Um dia, em um desses retornos saudosos,  um abraço fez- me entender de vez uma suspeita desagradável: chegávamos mau cheirosos. Claro, não há ser humano ou desodorantes (e higienes) suficientes que se mantenham por uma carga de trabalho superior a quinze horas. Mas a minha suspeita se concretizou com outro fator: são os odores todos, de todas as pessoas confinadas naquele charuto, qual fazem essa essência desagradável que impregna nossas vestes e corpos. Chegamos de um voo longo, cheirando aos hálitos, chulés e tudo o mais que compõe a degradação que nós, seres humanos, naturalmente sofremos. 
Pois bem, explicada até que delicadamente, uma parte nada agradável para qualquer pessoa que ocupar uma aeronave por longas horas viverá (aposto que você não havia reparado nisso, não?), para finalmente, chegar ao ponto dessa crônica.
Percebida essa desventura, parei de abraçar meu marido em sua chegada. E ele, à mim. Nos acostumamos com esse não ato, e não foi essa falta de abraço qual culminou a separação que aconteceu tempos depois dessa descoberta.
E o ato do não abraço se estendeu a todos meus familiares.
Porém, fui presenteada com uma filha tremendamente sagaz e sem melindres para questionar e entender fatos. 
Um dia, ela me perguntou: "- Mãe, por quê quando você chega do trabalho você não me abraça? Você me abraça o tempo todo, menos quando você chega de voo."
E eu, na racionalidade da situação, expliquei pela minha lógica pré definida, que meu abraço não era agradável pelos motivos todos já citados.
Ela afirmou: "- Eu gosto do cheiro que você chega"
E eu, indignada: "- Gosta? Como assim gosta, se eu chego fedida?"
E ela responde: "- Porque é o cheiro de que você voltou."
...
O meu cheiro de chegada, até então tinha um sentido: o trabalho terminado, o esforço produzido, a jornada findada. A partir desse dia, o cheiro passou a representar  o cheiro do retorno, cheiro da chegada, cheiro da melhor parte da vida.
Precisei de uma menina, na época com sete anos, para me explicar, com uma analogia sem racionalidade alguma, que aquele cheiro não tinha nada de mau cheiroso, e deveria ser regado de um abraço de quem, após dias, retorna para casa, para viver a parte mais importante da vida. 
Repensei quantos abraços foram desperdiçados, quantas expectativas para minha filha não atingidas, porque o meu fundamento adulto fazia  uma associação preconceituosa. Imaginei quantas vezes ela desejou ser abraçada e eu, a presenteei com uma chegada fria e racional. Pensei em quantas vezes eu fiz com ela, aquilo que me queixava da cultura do outro: de alguma frieza, de pouco toque, de carinho escasso.

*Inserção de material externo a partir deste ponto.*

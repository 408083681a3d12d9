use chrono::{DateTime, Utc};
use overflow_shared::types::Session;

use crate::errors::RepositoryError;

/// Trait for interacting with the session repository.
///
/// Sessions are keyed by the hash of their bearer token.
#[async_trait::async_trait]
pub trait SessionRepository: Send + Sync {
    async fn save_session(&self, session: &Session) -> Result<(), RepositoryError>;
    async fn find_session(&self, token_hash: &str) -> Result<Option<Session>, RepositoryError>;
    /// Returns whether a session was removed.
    async fn delete_session(&self, token_hash: &str) -> Result<bool, RepositoryError>;
    /// Removes every session that expired at or before `now`. Returns how many were removed.
    async fn delete_expired_sessions(&self, now: DateTime<Utc>) -> Result<u64, RepositoryError>;
}
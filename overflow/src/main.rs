//! Overflow Main Entry Point
//!
//! Serves the Q&A HTTP API: questions, answers and comments with up/down votes.

use dotenv::dotenv;
use overflow::config::{LogFormat, create_cors_layer};
use overflow::{Dependencies, ServerError, Settings, server};
use tracing::{error, info};
use tracing_subscriber::{EnvFilter, layer::SubscriberExt, util::SubscriberInitExt};

/// Initialize tracing/logging.
fn init_tracing(format: LogFormat) -> Result<(), ServerError> {
    let filter = EnvFilter::try_from_default_env()
        .unwrap_or_else(|_| EnvFilter::new("overflow=info,tower_http=info"));

    let initialized = match format {
        LogFormat::Json => tracing_subscriber::registry()
            .with(filter)
            .with(
                tracing_subscriber::fmt::layer()
                    .json()
                    .with_target(true)
                    .with_thread_ids(true),
            )
            .try_init(),
        LogFormat::Pretty => tracing_subscriber::registry()
            .with(filter)
            .with(tracing_subscriber::fmt::layer().with_target(true).pretty())
            .try_init(),
    };
    initialized.map_err(|e| ServerError::Tracing(e.to_string()))?;

    info!(
        service_name = "overflow",
        service_version = env!("CARGO_PKG_VERSION"),
        log_format = ?format,
        "Tracing initialized"
    );
    Ok(())
}

#[tokio::main]
async fn main() -> Result<(), ServerError> {
    // Load environment variables from .env file
    dotenv().ok();

    let settings = Settings::from_env()?;
    init_tracing(settings.log_format)?;

    info!(store = ?settings.store, addr = %settings.addr(), "Starting overflow");

    let deps = match Dependencies::new(&settings).await {
        Ok(deps) => deps,
        Err(e) => {
            error!(error = %e, "Failed to initialize dependencies");
            return Err(e);
        }
    };

    let cors = create_cors_layer(&settings.cors_origins)?;
    let app = server::create_app(deps.state, cors);

    if let Err(e) = server::run_server(app, settings.addr()).await {
        error!(error = %e, "Server failed");
        return Err(e);
    }
    Ok(())
}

Pensei que, como eu, outras tantas pessoas mudam seus jeitos, seja por achismos ou por certezas, transformando aqueles que nos rodeiam... E nós, vamos nos acostumando com a falta, com a ausência, com o desdém. 
Acostuma quem não oferece, e acostuma quem não recebe, e o mundo vai ficando mais frio, mais polido, mais politicamente correto, sem demonstrações , sem afeto de fato. 
Refleti em quantas ausências não foram recompensadas por um longo abraço só porque eu acreditava fazer o certo, sem sequer perceber qual era a espera da pequena (e dos demais). Pior: quantos abraços saudosos eu havia perdido, quais são, em minha opinião, abraços valiosos, cheios de uma substância que poucos laços contém... A verdade de um sentimento.
Ainda faço voos internacionais, e pelo acaso de horários, muitas vezes não consigo abraçar aos meus filhos em minha chegada, porque eles têm compromissos e nos desencontramos. Muitas vezes, sou eu quem sente a falta do abraço apertado. 
E espero, com toda minha verdade, que nenhum dia da vida dos meus, eles deixem de me abraçar porque pensem que seja a melhor decisão a fazer, por conveniência ou por constrangimento.
Porque abraços não podem ser desperdiçados. 
Abraços não podem ser adiados. 
Porque abraços não dados, são abraços perdidos. 
E sentimento passado altera o sentimento futuro. 
Cuidemos de nossos abraços e de seus herdeiros.